Mais on ne les lisait point : la critique aujourd’hui est encore bien insuffisamment consciencieuse, scientifique ; les universitaires ou les poètes seuls la détiennent qui les uns s’arrêtent, effrayés déjà de leur audace, à la préface de Cromwell[1] et les autres dédaignent de remonter au delà de leurs propres poétiques.

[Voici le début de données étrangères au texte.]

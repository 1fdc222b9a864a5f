use super::*;
use std::sync::Arc;

use axum::{http::StatusCode, routing::post, Json, Router};
use serde_json::{json, Value};
use shared::{
    domain::{LocationQuery, SymptomSelection},
    protocol::RatingValue,
};
use tokio::{
    net::TcpListener,
    sync::{oneshot, Mutex},
};

fn sample_request() -> PredictionRequest {
    PredictionRequest {
        symptoms: SymptomSelection::new(["fever", "cough"]),
        location: LocationQuery::parse("Springfield").expect("location"),
    }
}

fn settings(server_url: String, request_timeout: Duration) -> ClientSettings {
    ClientSettings {
        server_url,
        request_timeout,
    }
}

async fn spawn_router(app: Router) -> String {
    std::env::set_var("NO_PROXY", "127.0.0.1,localhost");
    let listener = TcpListener::bind("127.0.0.1:0").await.expect("bind");
    let addr = listener.local_addr().expect("addr");
    tokio::spawn(async move {
        let _ = axum::serve(listener, app).await;
    });
    format!("http://{addr}")
}

async fn spawn_predict_server(status: StatusCode, body: Value) -> (String, oneshot::Receiver<Value>) {
    let (tx, rx) = oneshot::channel();
    let tx = Arc::new(Mutex::new(Some(tx)));
    let app = Router::new().route(
        "/predict",
        post(move |Json(payload): Json<Value>| {
            let tx = tx.clone();
            let body = body.clone();
            async move {
                if let Some(tx) = tx.lock().await.take() {
                    let _ = tx.send(payload);
                }
                (status, Json(body))
            }
        }),
    );
    (spawn_router(app).await, rx)
}

#[tokio::test]
async fn posts_wire_payload_and_decodes_prediction() {
    let (server_url, payload_rx) = spawn_predict_server(
        StatusCode::OK,
        json!({
            "predicted_disease": "Flu",
            "specialist": "General Physician",
            "doctors": [{
                "name": "Dr. A",
                "rating": "4.8",
                "open_now_status": "Open",
                "address": "123 Main St",
                "phone": "555-1234",
                "website": "https://a.example",
                "gmaps_url": "https://maps.example/a"
            }]
        }),
    )
    .await;
    let client =
        PredictionClient::new(&settings(server_url, Duration::from_secs(5))).expect("client");

    let response = client.predict(&sample_request()).await.expect("predict");

    let payload = payload_rx.await.expect("payload");
    assert_eq!(
        payload,
        json!({ "symptoms": ["fever", "cough"], "location": "Springfield" })
    );
    assert_eq!(response.predicted_disease, "Flu");
    assert_eq!(response.doctors.len(), 1);
    assert_eq!(response.doctors[0].rating, RatingValue::Label("4.8".to_string()));
    assert!(response.error.is_none());
}

#[tokio::test]
async fn logical_error_on_success_status_is_returned_as_payload() {
    let (server_url, _payload_rx) = spawn_predict_server(
        StatusCode::OK,
        json!({ "error": "Missing symptoms or location." }),
    )
    .await;
    let client =
        PredictionClient::new(&settings(server_url, Duration::from_secs(5))).expect("client");

    let response = client.predict(&sample_request()).await.expect("predict");
    assert_eq!(response.error.as_deref(), Some("Missing symptoms or location."));
}

#[tokio::test]
async fn non_success_status_is_transport_error_regardless_of_body() {
    let (server_url, _payload_rx) = spawn_predict_server(
        StatusCode::INTERNAL_SERVER_ERROR,
        json!({ "error": "Backend server is not configured correctly." }),
    )
    .await;
    let client =
        PredictionClient::new(&settings(server_url, Duration::from_secs(5))).expect("client");

    let err = client
        .predict(&sample_request())
        .await
        .expect_err("must fail");
    assert!(matches!(err, TransportError::Status(500)), "unexpected: {err}");
}

#[tokio::test]
async fn undecodable_success_body_is_transport_error() {
    let app = Router::new().route("/predict", post(|| async { "<html>oops</html>" }));
    let server_url = spawn_router(app).await;
    let client =
        PredictionClient::new(&settings(server_url, Duration::from_secs(5))).expect("client");

    let err = client
        .predict(&sample_request())
        .await
        .expect_err("must fail");
    assert!(matches!(err, TransportError::Decode(_)), "unexpected: {err}");
}

#[tokio::test]
async fn refused_connection_is_transport_error() {
    std::env::set_var("NO_PROXY", "127.0.0.1,localhost");
    let listener = TcpListener::bind("127.0.0.1:0").await.expect("bind");
    let addr = listener.local_addr().expect("addr");
    drop(listener);
    let client = PredictionClient::new(&settings(
        format!("http://{addr}"),
        Duration::from_secs(5),
    ))
    .expect("client");

    let err = client
        .predict(&sample_request())
        .await
        .expect_err("must fail");
    assert!(matches!(err, TransportError::Request(_)), "unexpected: {err}");
}

#[tokio::test]
async fn slow_server_hits_client_timeout() {
    let app = Router::new().route(
        "/predict",
        post(|| async {
            tokio::time::sleep(Duration::from_secs(5)).await;
            Json(json!({}))
        }),
    );
    let server_url = spawn_router(app).await;
    let client = PredictionClient::new(&settings(server_url, Duration::from_millis(100)))
        .expect("client");

    let err = client
        .predict(&sample_request())
        .await
        .expect_err("must time out");
    assert!(err.is_timeout(), "unexpected: {err}");
}

#[test]
fn endpoint_keeps_base_path() {
    assert_eq!(
        predict_endpoint("http://127.0.0.1:5000").expect("url").as_str(),
        "http://127.0.0.1:5000/predict"
    );
    assert_eq!(
        predict_endpoint("https://example.org/api").expect("url").as_str(),
        "https://example.org/api/predict"
    );
    assert_eq!(
        predict_endpoint(" https://example.org/api/ ").expect("url").as_str(),
        "https://example.org/api/predict"
    );
}

#[test]
fn endpoint_rejects_bad_urls() {
    assert!(matches!(
        predict_endpoint("not a url"),
        Err(TransportError::InvalidEndpoint { .. })
    ));
    assert!(matches!(
        predict_endpoint("ftp://example.org"),
        Err(TransportError::UnsupportedScheme(scheme)) if scheme == "ftp"
    ));
}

Dans la préface des Poèmes Antiques (1852), Leconte de Lisle réclame l’impersonnalisme dans l’art, parce que l’art, réduit à n’être plus que le déversoir des passions et des intérêts individuels, n’a plus ce caractère de largeur, d’universalité qui lui permet d’être un haut et grand enseignement. Comment l’art élèvera-t-il l’homme s’il ne fait que s’alanguir sur l’infirmité sentimentale de quelques hommes ?

C’est ici que sa théorie de l’art pour l’art s’élargit hors de l’étroitesse où elle se desséchait dans la traduction des commentaires pédantesques, et se distingue parfaitement de celle d’un Baudelaire, d’un Gautier : « Des commentaires sur l’Évangile peuvent bien se transformer en pamphlets politiques ; il y a ici agression et lutte sous figure d’enseignement, mais de tels compromis sont interdits

  1. Au contraire, M. Brunetière, que l’on ne saura jamais assez remercier d’avoir fait son admirable et religieux éloge du poète devant les étudiants de Sorbonne. Mais il était limité par son sujet, l’évolution de la poésie lyrique.